== Entries provided ==

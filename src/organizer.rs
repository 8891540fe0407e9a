/// Executes resolved assignments against a project directory.
///
/// The resolver decides where an asset belongs; this module performs the
/// move, creating the nested folder/category/subcategory directories on
/// demand, and records each move for the history log.
use crate::resolver::Assignment;
use std::fs;
use std::path::{Path, PathBuf};

/// Errors that can occur while executing moves.
#[derive(Debug)]
pub enum OrganizeError {
    /// Failed to create a target directory.
    DirectoryCreationFailed {
        path: PathBuf,
        source: std::io::Error,
    },
    /// Failed to move a file into its target directory.
    FileMoveFailure {
        source: PathBuf,
        destination: PathBuf,
        source_error: std::io::Error,
    },
    /// The organization root is invalid or doesn't exist.
    InvalidBasePath {
        path: PathBuf,
        source: std::io::Error,
    },
    /// Failed to write the history file.
    HistoryWriteFailed { source: std::io::Error },
    /// Failed to read the history file.
    HistoryReadFailed { source: std::io::Error },
    /// History file has invalid format.
    InvalidHistoryFormat { reason: String },
}

impl std::fmt::Display for OrganizeError {
    fn fmt(&self, f: &mut std::fmt::Formatter<'_>) -> std::fmt::Result {
        match self {
            Self::DirectoryCreationFailed { path, source } => {
                write!(
                    f,
                    "Failed to create directory {}: {}",
                    path.display(),
                    source
                )
            }
            Self::FileMoveFailure {
                source,
                destination,
                source_error,
            } => {
                write!(
                    f,
                    "Failed to move {} to {}: {}",
                    source.display(),
                    destination.display(),
                    source_error
                )
            }
            Self::InvalidBasePath { path, source } => {
                write!(f, "Invalid base path {}: {}", path.display(), source)
            }
            Self::HistoryWriteFailed { source } => {
                write!(f, "Failed to write history file: {}", source)
            }
            Self::HistoryReadFailed { source } => {
                write!(f, "Failed to read history file: {}", source)
            }
            Self::InvalidHistoryFormat { reason } => {
                write!(f, "Invalid history file format: {}", reason)
            }
        }
    }
}

impl std::error::Error for OrganizeError {}

/// Result type for organization operations.
pub type OrganizeResult<T> = Result<T, OrganizeError>;

/// A completed move, recorded for undo.
#[derive(Debug, Clone, PartialEq, serde::Serialize, serde::Deserialize)]
pub struct MoveRecord {
    pub original_path: PathBuf,
    pub new_path: PathBuf,
    /// Relative target the assignment resolved to, e.g. "Source/Footage".
    pub target: String,
}

/// Moves a file into its assignment's target directory under `base_path`.
///
/// Intermediate directories (folder, category, subcategory) are created as
/// needed. Returns the move record for history logging.
///
/// # Errors
///
/// Returns an `OrganizeError` when the base path is missing, a directory
/// cannot be created, or the move itself fails.
pub fn move_into_target(
    base_path: &Path,
    file_path: &Path,
    assignment: &Assignment,
) -> OrganizeResult<MoveRecord> {
    if !base_path.exists() {
        return Err(OrganizeError::InvalidBasePath {
            path: base_path.to_path_buf(),
            source: std::io::Error::new(std::io::ErrorKind::NotFound, "base path does not exist"),
        });
    }

    let mut target_dir = base_path.to_path_buf();
    for segment in &assignment.path_segments {
        target_dir.push(segment);
    }

    fs::create_dir_all(&target_dir).map_err(|e| OrganizeError::DirectoryCreationFailed {
        path: target_dir.clone(),
        source: e,
    })?;

    let file_name = file_path
        .file_name()
        .ok_or_else(|| OrganizeError::FileMoveFailure {
            source: file_path.to_path_buf(),
            destination: target_dir.clone(),
            source_error: std::io::Error::new(
                std::io::ErrorKind::InvalidInput,
                "file has no name component",
            ),
        })?;

    let destination = target_dir.join(file_name);
    fs::rename(file_path, &destination).map_err(|e| OrganizeError::FileMoveFailure {
        source: file_path.to_path_buf(),
        destination: destination.clone(),
        source_error: e,
    })?;

    Ok(MoveRecord {
        original_path: file_path.to_path_buf(),
        new_path: destination,
        target: assignment.target_path(),
    })
}

/// Removes now-empty directories left behind after an organization or undo
/// pass.
///
/// Only descends into the assignment target tree; files are never touched.
/// Errors on individual directories are ignored — a non-empty directory is
/// simply kept.
pub fn remove_empty_dirs(base_path: &Path) {
    if let Ok(entries) = fs::read_dir(base_path) {
        for entry in entries.flatten() {
            let path = entry.path();
            if path.is_dir() {
                remove_empty_dirs(&path);
                let _ = fs::remove_dir(&path);
            }
        }
    }
}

===

All lines that hold the word "folder" should be copied from the data.

(Response area)
/// move, creating the nested folder/category/subcategory directories on
/// Intermediate directories (folder, category, subcategory) are created as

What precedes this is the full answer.